Peça teatral do compositor Erik Satie tem tradução inédita de doutoranda da UFSC

Atualizado

A faceta menos conhecida do grande compositor e pianista do modernismo, Erik Satie, acaba de ficar mais acessível ao público brasileiro. Nesta quarta-feira (28), às 20h30, a Rafael Copetti Editor vai lançar o livro da peça teatral “A armadilha de Medusa”, em edição bilíngue francês-português. A obra tem posfácio e tradução de Marina Bento Veshagen e apresentação da professora de Dirce Waltrick do Amarante.

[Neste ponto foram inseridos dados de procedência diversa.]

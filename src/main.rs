use std::path::{Path, PathBuf};

use anyhow::{Context, Result, anyhow};
use clap::{Parser, Subcommand};

use doc_translator::{Upload, build_service, settings};

#[derive(Parser, Debug)]
#[command(
    name = "doc-translator",
    version,
    about = "Translate office documents with pretrained translation models"
)]
struct Cli {
    /// Read extra settings from a local TOML file
    #[arg(short = 'r', long = "read-settings", global = true)]
    read_settings: Option<PathBuf>,

    /// Enable verbose logging
    #[arg(long = "verbose", global = true)]
    verbose: bool,

    #[command(subcommand)]
    command: Command,
}

#[derive(Subcommand, Debug)]
enum Command {
    /// Run the HTTP server
    Serve {
        /// Listen address (default: settings [server] addr)
        #[arg(short = 'a', long = "addr")]
        addr: Option<String>,
    },
    /// Translate one document and print the JSON response
    Translate {
        /// Document to translate (pdf/docx/pptx/xls/xlsx)
        #[arg(short = 'd', long = "data")]
        data: PathBuf,

        /// Target language
        #[arg(short = 'l', long = "lang")]
        lang: String,

        /// Source language; detected from the text when omitted
        #[arg(short = 'L', long = "source-lang")]
        source_lang: Option<String>,
    },
    /// Show the model catalog (src-tgt<TAB>model per line) and exit
    Models,
}

#[tokio::main]
async fn main() -> Result<()> {
    let cli = Cli::parse();
    doc_translator::logging::init(cli.verbose)?;
    let settings = settings::load_settings(cli.read_settings.as_deref())?;
    let service = build_service(&settings)?;

    match cli.command {
        Command::Serve { addr } => {
            let addr = addr.unwrap_or_else(|| settings.server_addr.clone());
            doc_translator::server::run_server(service, &addr, settings.max_upload_bytes).await
        }
        Command::Translate {
            data,
            lang,
            source_lang,
        } => {
            let upload = Upload {
                file_name: file_name(&data)?,
                bytes: std::fs::read(&data)
                    .with_context(|| format!("failed to read data file: {}", data.display()))?,
                language: lang,
                source_language: source_lang,
            };
            let response = service
                .translate_document(upload)
                .await
                .map_err(|err| anyhow!("{:#}", err))?;
            println!("{}", serde_json::to_string_pretty(&response)?);
            Ok(())
        }
        Command::Models => {
            for (pair, model) in service.translator().catalog().pairs() {
                println!("{}\t{}", pair, model);
            }
            Ok(())
        }
    }
}

fn file_name(path: &Path) -> Result<String> {
    path.file_name()
        .and_then(|name| name.to_str())
        .map(|name| name.to_string())
        .ok_or_else(|| anyhow!("invalid data path: {}", path.display()))
}
use anyhow::{Context, Result, anyhow};
use serde::Deserialize;
use std::collections::BTreeMap;
use std::fs;
use std::path::{Path, PathBuf};

const DEFAULT_SETTINGS_TOML: &str = include_str!("../settings.toml");

#[derive(Debug, Clone)]
pub struct Settings {
    pub server_addr: String,
    pub server_tmp_dir: Option<String>,
    pub max_upload_bytes: usize,
    pub languages: Vec<String>,
    pub max_chunk_length: usize,
    pub pivot_languages: Vec<String>,
    pub max_hops: usize,
    pub engine_base_url: String,
    pub engine_timeout_secs: u64,
    pub engine_max_retries: usize,
    pub engine_api_key_env: String,
    pub models: BTreeMap<String, String>,
}

impl Default for Settings {
    fn default() -> Self {
        Self {
            server_addr: "0.0.0.0:8000".to_string(),
            server_tmp_dir: None,
            max_upload_bytes: 50 * 1024 * 1024,
            languages: Vec::new(),
            max_chunk_length: 512,
            pivot_languages: vec!["en".to_string()],
            max_hops: 2,
            engine_base_url: "https://api-inference.huggingface.co/models".to_string(),
            engine_timeout_secs: 120,
            engine_max_retries: 3,
            engine_api_key_env: "HF_TOKEN".to_string(),
            models: BTreeMap::new(),
        }
    }
}

#[derive(Debug, Default, Deserialize)]
struct SettingsFile {
    server: Option<ServerSettings>,
    translation: Option<TranslationSettings>,
    engine: Option<EngineSettings>,
    models: Option<BTreeMap<String, String>>,
}

#[derive(Debug, Default, Deserialize)]
struct ServerSettings {
    addr: Option<String>,
    tmp_dir: Option<String>,
    max_upload_bytes: Option<usize>,
}

#[derive(Debug, Default, Deserialize)]
struct TranslationSettings {
    languages: Option<Vec<String>>,
    max_chunk_length: Option<usize>,
    pivot_languages: Option<Vec<String>>,
    max_hops: Option<usize>,
}

#[derive(Debug, Default, Deserialize)]
struct EngineSettings {
    base_url: Option<String>,
    timeout_secs: Option<u64>,
    max_retries: Option<usize>,
    api_key_env: Option<String>,
}

/// Built-in settings only, without looking at the filesystem.
pub fn builtin_settings() -> Result<Settings> {
    let mut settings = Settings::default();
    settings.merge_str(DEFAULT_SETTINGS_TOML, "built-in settings.toml")?;
    Ok(settings)
}

pub fn load_settings(extra_path: Option<&Path>) -> Result<Settings> {
    let mut settings = builtin_settings()?;

    let mut ordered_paths = vec![
        PathBuf::from("settings.toml"),
        PathBuf::from("settings.local.toml"),
    ];

    if let Some(extra) = extra_path {
        if !extra.exists() {
            return Err(anyhow!("settings file not found: {}", extra.display()));
        }
        ordered_paths.push(extra.to_path_buf());
    }

    for path in ordered_paths {
        if path.exists() {
            let content = fs::read_to_string(&path)
                .with_context(|| format!("failed to read settings: {}", path.display()))?;
            settings.merge_str(&content, &path.display().to_string())?;
        }
    }

    Ok(settings)
}

impl Settings {
    pub fn merge_str(&mut self, content: &str, origin: &str) -> Result<()> {
        let parsed: SettingsFile = toml::from_str(content)
            .with_context(|| format!("failed to parse settings: {}", origin))?;
        self.merge(parsed);
        Ok(())
    }

    fn merge(&mut self, incoming: SettingsFile) {
        if let Some(server) = incoming.server {
            if let Some(addr) = server.addr {
                if !addr.trim().is_empty() {
                    self.server_addr = addr;
                }
            }
            if let Some(dir) = server.tmp_dir {
                if !dir.trim().is_empty() {
                    self.server_tmp_dir = Some(dir);
                }
            }
            if let Some(limit) = server.max_upload_bytes {
                if limit > 0 {
                    self.max_upload_bytes = limit;
                }
            }
        }
        if let Some(translation) = incoming.translation {
            if let Some(languages) = translation.languages {
                self.languages = normalize_codes(languages);
            }
            if let Some(length) = translation.max_chunk_length {
                if length > 0 {
                    self.max_chunk_length = length;
                }
            }
            if let Some(pivots) = translation.pivot_languages {
                self.pivot_languages = normalize_codes(pivots);
            }
            if let Some(hops) = translation.max_hops {
                if hops > 0 {
                    self.max_hops = hops;
                }
            }
        }
        if let Some(engine) = incoming.engine {
            if let Some(url) = engine.base_url {
                if !url.trim().is_empty() {
                    self.engine_base_url = url.trim().trim_end_matches('/').to_string();
                }
            }
            if let Some(secs) = engine.timeout_secs {
                if secs > 0 {
                    self.engine_timeout_secs = secs;
                }
            }
            if let Some(retries) = engine.max_retries {
                self.engine_max_retries = retries;
            }
            if let Some(name) = engine.api_key_env {
                if !name.trim().is_empty() {
                    self.engine_api_key_env = name.trim().to_string();
                }
            }
        }
        if let Some(models) = incoming.models {
            for (key, value) in models {
                let key = key.trim().to_lowercase();
                let value = value.trim().to_string();
                // An empty model id removes an inherited entry.
                if value.is_empty() {
                    self.models.remove(&key);
                } else {
                    self.models.insert(key, value);
                }
            }
        }
    }
}

fn normalize_codes(codes: Vec<String>) -> Vec<String> {
    let mut out: Vec<String> = Vec::new();
    for code in codes {
        let code = code.trim().to_lowercase();
        if !code.is_empty() && !out.contains(&code) {
            out.push(code);
        }
    }
    out
}
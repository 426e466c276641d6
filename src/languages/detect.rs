use whatlang::Lang;

/// Best-effort language identification for a whole document.
///
/// Returns the two-letter code for languages the catalog knows about and the
/// ISO 639-3 code otherwise, so callers can report what was seen.
pub fn detect_language(text: &str) -> Option<String> {
    let info = whatlang::detect(text)?;
    Some(lang_code(info.lang()).to_string())
}

fn lang_code(lang: Lang) -> &'static str {
    match lang {
        Lang::Fra => "fr",
        Lang::Eng => "en",
        Lang::Deu => "de",
        Lang::Spa => "es",
        Lang::Ita => "it",
        Lang::Cmn => "zh",
        Lang::Ara => "ar",
        Lang::Por => "pt",
        Lang::Nld => "nl",
        Lang::Rus => "ru",
        Lang::Jpn => "ja",
        Lang::Kor => "ko",
        other => other.code(),
    }
}
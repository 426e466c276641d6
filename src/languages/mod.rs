use anyhow::{Result, anyhow};
use std::fmt;

mod detect;

pub use detect::detect_language;

/// Fixed set of two-letter codes the service accepts.
#[derive(Debug, Clone)]
pub struct SupportedLanguages {
    codes: Vec<String>,
}

impl SupportedLanguages {
    pub fn new(codes: &[String]) -> Result<Self> {
        let mut normalized: Vec<String> = Vec::new();
        for code in codes {
            let code = normalize_code(code);
            if !is_well_formed(&code) {
                return Err(anyhow!(
                    "invalid language code '{}' (expected two ASCII letters)",
                    code
                ));
            }
            if !normalized.contains(&code) {
                normalized.push(code);
            }
        }
        if normalized.is_empty() {
            return Err(anyhow!("supported language list is empty"));
        }
        Ok(Self { codes: normalized })
    }

    pub fn contains(&self, code: &str) -> bool {
        let code = normalize_code(code);
        self.codes.iter().any(|known| *known == code)
    }

    pub fn codes(&self) -> &[String] {
        &self.codes
    }
}

#[derive(Debug, Clone, PartialEq, Eq, Hash, PartialOrd, Ord)]
pub struct LanguagePair {
    pub source: String,
    pub target: String,
}

impl LanguagePair {
    pub fn new(source: &str, target: &str) -> Self {
        Self {
            source: normalize_code(source),
            target: normalize_code(target),
        }
    }

    pub fn parse_key(key: &str) -> Result<Self> {
        let (source, target) = key
            .trim()
            .split_once('-')
            .ok_or_else(|| anyhow!("invalid language pair key '{}' (expected src-tgt)", key))?;
        let pair = Self::new(source, target);
        if !is_well_formed(&pair.source) || !is_well_formed(&pair.target) {
            return Err(anyhow!(
                "invalid language pair key '{}' (expected two-letter codes)",
                key
            ));
        }
        Ok(pair)
    }

    pub fn key(&self) -> String {
        format!("{}-{}", self.source, self.target)
    }

    pub fn is_supported(&self, languages: &SupportedLanguages) -> bool {
        languages.contains(&self.source) && languages.contains(&self.target)
    }
}

impl fmt::Display for LanguagePair {
    fn fmt(&self, f: &mut fmt::Formatter<'_>) -> fmt::Result {
        write!(f, "{}-{}", self.source, self.target)
    }
}

pub(crate) fn normalize_code(code: &str) -> String {
    code.trim().to_lowercase()
}

fn is_well_formed(code: &str) -> bool {
    code.len() == 2 && code.chars().all(|ch| ch.is_ascii_lowercase())
}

O lançamento, em Florianópolis, tem início com a leitura dramática encenada, com figurinos e piano ao vivo, pela Elefants Companhia de Teatro, seguido de sessão de autógrafos.

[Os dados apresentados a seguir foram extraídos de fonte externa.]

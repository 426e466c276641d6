use axum::Json;
use axum::http::StatusCode;
use axum::response::{IntoResponse, Response};
use serde::Serialize;
use tracing::{error, warn};

use crate::document::DocumentError;

#[derive(Debug, Serialize)]
pub(crate) struct ErrorResponse {
    pub(crate) error: String,
}

#[derive(Debug, Serialize)]
pub(crate) struct LanguagesResponse {
    pub(crate) languages: Vec<String>,
    pub(crate) pairs: Vec<PairInfo>,
    pub(crate) routes: Vec<RouteInfo>,
}

#[derive(Debug, Serialize)]
pub(crate) struct PairInfo {
    pub(crate) source: String,
    pub(crate) target: String,
    pub(crate) model: String,
}

#[derive(Debug, Serialize)]
pub(crate) struct RouteInfo {
    pub(crate) source: String,
    pub(crate) targets: Vec<String>,
}

#[derive(Debug)]
pub(crate) struct ServerError {
    pub(crate) status: StatusCode,
    pub(crate) message: String,
}

impl ServerError {
    pub(crate) fn bad_request(message: impl Into<String>) -> Self {
        Self {
            status: StatusCode::BAD_REQUEST,
            message: message.into(),
        }
    }
}

impl From<DocumentError> for ServerError {
    fn from(err: DocumentError) -> Self {
        let status = match &err {
            DocumentError::UnsupportedFormat(_)
            | DocumentError::EmptyExtraction
            | DocumentError::UnsupportedLanguage(_)
            | DocumentError::NoTranslationPath { .. } => StatusCode::BAD_REQUEST,
            DocumentError::Inference(_) => StatusCode::BAD_GATEWAY,
            DocumentError::Unexpected(_) => StatusCode::INTERNAL_SERVER_ERROR,
        };
        if status.is_server_error() {
            error!("translate failed: {:#}", err);
        } else {
            warn!("translate rejected: {}", err);
        }
        // Faults carry their context chain so the cause reaches the caller.
        let message = match &err {
            DocumentError::Unexpected(inner) => format!("{:#}", inner),
            _ => err.to_string(),
        };
        Self { status, message }
    }
}

impl IntoResponse for ServerError {
    fn into_response(self) -> Response {
        (
            self.status,
            Json(ErrorResponse {
                error: self.message,
            }),
        )
            .into_response()
    }
}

Texto já teve montagem na Capital e no lançamento ganha leitura dramática - Divulgação/ND
Texto já teve montagem na Capital e no lançamento ganha leitura dramática – Divulgação/ND

Satie escreveu sua única peça de teatro, que marcou o século 20, em 1913. “A armadilha de Medusa” foi citada como precursora do teatro dadaísta e do teatro do absurdo, bem como portadora da verdadeira música do surrealismo. A peça é uma “comédia lírica em um ato”, cujas cenas são intercaladas pela música do autor, que deve ser dançada pelo macaco mecânico Jonas. A trama da peça inclui mais quatro “personalidades”. O personagem central, o barão Medusa, é um rico burguês que conhece Astolfo, pretendente de sua filha Frisette. Medusa, sujeito desconfiado e um tanto paranoico, logo anuncia que testará a lealdade de Astolfo com uma grande armadilha.

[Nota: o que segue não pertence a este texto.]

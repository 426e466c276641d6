use std::collections::{BTreeMap, HashMap, VecDeque};
use tracing::warn;

use crate::languages::{LanguagePair, SupportedLanguages, normalize_code};

/// One model invocation on a translation path.
#[derive(Debug, Clone, PartialEq, Eq)]
pub struct Hop {
    pub pair: LanguagePair,
    pub model: String,
}

/// Immutable language-pair to model table, built once at startup.
#[derive(Debug, Clone)]
pub struct ModelCatalog {
    models: BTreeMap<LanguagePair, String>,
}

impl ModelCatalog {
    /// Builds the catalog from `"src-tgt" = "model"` entries, dropping entries
    /// with malformed keys, unsupported languages, or a language translated
    /// into itself.
    pub fn from_entries(
        entries: &BTreeMap<String, String>,
        languages: &SupportedLanguages,
    ) -> Self {
        let mut models = BTreeMap::new();
        for (key, model) in entries {
            let pair = match LanguagePair::parse_key(key) {
                Ok(pair) => pair,
                Err(err) => {
                    warn!("ignoring catalog entry {} ({}): {}", key, model, err);
                    continue;
                }
            };
            if pair.source == pair.target {
                warn!("ignoring catalog entry {} ({}): same language", key, model);
                continue;
            }
            if !pair.is_supported(languages) {
                warn!(
                    "ignoring catalog entry {} ({}): unsupported language",
                    key, model
                );
                continue;
            }
            let model = model.trim();
            if model.is_empty() {
                continue;
            }
            models.insert(pair, model.to_string());
        }
        Self { models }
    }

    pub fn model_for(&self, pair: &LanguagePair) -> Option<&str> {
        self.models.get(pair).map(String::as_str)
    }

    pub fn len(&self) -> usize {
        self.models.len()
    }

    pub fn is_empty(&self) -> bool {
        self.models.is_empty()
    }

    pub fn pairs(&self) -> impl Iterator<Item = (&LanguagePair, &str)> {
        self.models
            .iter()
            .map(|(pair, model)| (pair, model.as_str()))
    }

    /// Shortest chain of models from `source` to `target`.
    ///
    /// Intermediate languages are restricted to `pivots` and the chain holds at
    /// most `max_hops` models. A direct entry is always preferred. Returns an
    /// empty path when `source == target`.
    pub fn resolve(
        &self,
        source: &str,
        target: &str,
        pivots: &[String],
        max_hops: usize,
    ) -> Option<Vec<Hop>> {
        let source = normalize_code(source);
        let target = normalize_code(target);
        if source == target {
            return Some(Vec::new());
        }

        let mut previous: HashMap<String, (String, Hop)> = HashMap::new();
        let mut queue = VecDeque::new();
        queue.push_back((source.clone(), 0usize));

        while let Some((node, depth)) = queue.pop_front() {
            if depth >= max_hops {
                continue;
            }
            // Edges are visited in catalog order so the result is stable.
            for (pair, model) in self.models.range(first_pair_from(&node)..) {
                if pair.source != node {
                    break;
                }
                let next = &pair.target;
                if *next == source || previous.contains_key(next) {
                    continue;
                }
                let is_target = *next == target;
                if !is_target && !pivots.iter().any(|pivot| pivot == next) {
                    continue;
                }
                previous.insert(
                    next.clone(),
                    (
                        node.clone(),
                        Hop {
                            pair: pair.clone(),
                            model: model.clone(),
                        },
                    ),
                );
                if is_target {
                    return Some(rebuild_path(&previous, &source, &target));
                }
                queue.push_back((next.clone(), depth + 1));
            }
        }
        None
    }

    /// Every target reachable from `source` under the given routing limits.
    pub fn reachable_targets(
        &self,
        source: &str,
        languages: &SupportedLanguages,
        pivots: &[String],
        max_hops: usize,
    ) -> Vec<String> {
        languages
            .codes()
            .iter()
            .filter(|target| target.as_str() != normalize_code(source))
            .filter(|target| self.resolve(source, target, pivots, max_hops).is_some())
            .cloned()
            .collect()
    }
}

fn first_pair_from(source: &str) -> LanguagePair {
    LanguagePair {
        source: source.to_string(),
        target: String::new(),
    }
}

fn rebuild_path(
    previous: &HashMap<String, (String, Hop)>,
    source: &str,
    target: &str,
) -> Vec<Hop> {
    let mut path = Vec::new();
    let mut node = target.to_string();
    while node != source {
        let Some((parent, hop)) = previous.get(&node) else {
            break;
        };
        path.push(hop.clone());
        node = parent.clone();
    }
    path.reverse();
    path
}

Enquanto isso, revela sua controversa relação com Policarpo, o doméstico rebelde. A peça expõe a futilidade dos valores burgueses, aposta no humor e na ironia e apresenta caraterísticas do grotesco e da commedia dell’arte. Sua característica central é a profusão de armadilhas a cada página, com uma linguagem nonsense desconcertante.

Lente de aumento de Satie

Por Dirce Waltrick do Amarante*

“A armadilha de Medusa” (1913), única peça do artista francês Erik Satie, famoso por suas composições para piano, como as “Gymnopédies” (1888) e as “Gnossiennes” (1890), acaba de ganhar uma primeira tradução para o português assinada por Marina Bento Veshagem, doutoranda do Programa de Pós-graduação em Estudos da Tradução da Universidade Federal de Santa Catarina, e publicada pela Rafael Copetti Editor.

A peça é uma comédia lírica em um ato, cujas cenas são intercaladas por música do autor e dança de um macaco empalhado. Vindo de Satie, não se poderia imaginar uma peça sem música, muito menos se poderia pensar numa música comum dançada por um personagem qualquer.

Como Ubu Rei (1896), de Alfred Jarry, “A armadilha de Medusa” é considerada uma das precursoras do que viria a se chamar, nos anos 1960, “teatro do absurdo”.
Não é difícil encontrar paralelos entre as antipeças do absurdista Eugène Ionesco e a peça de Satie: elas retratam um mundo burguês cercado de platitudes e lugares-comuns, cujos diálogos, longe de contar uma história com enredo bem montado, destacam a banalidade do cotidiano dos personagens.

“A armadilha de Medusa” mostra, portanto, com lente de aumento, o cotidiano de uma família burguesa, alheia ao mundo à sua volta, com preocupações banais que não extrapolam suas relações. Há, contudo, uma personagem que não aparece, mas perturba as demais: o general Póstumo. Não é de hoje que os generais são assustadores.

*Professora do Curso de Artes Cênicas da UFSC

 

SERVIÇO:

O quê: Leitura dramática e lançamento do livro “A armadilha de Medusa”
Quando: 28/11, 20h30.

Onde: Espaço Caixa Preta, bloco D do CCE da UFSC.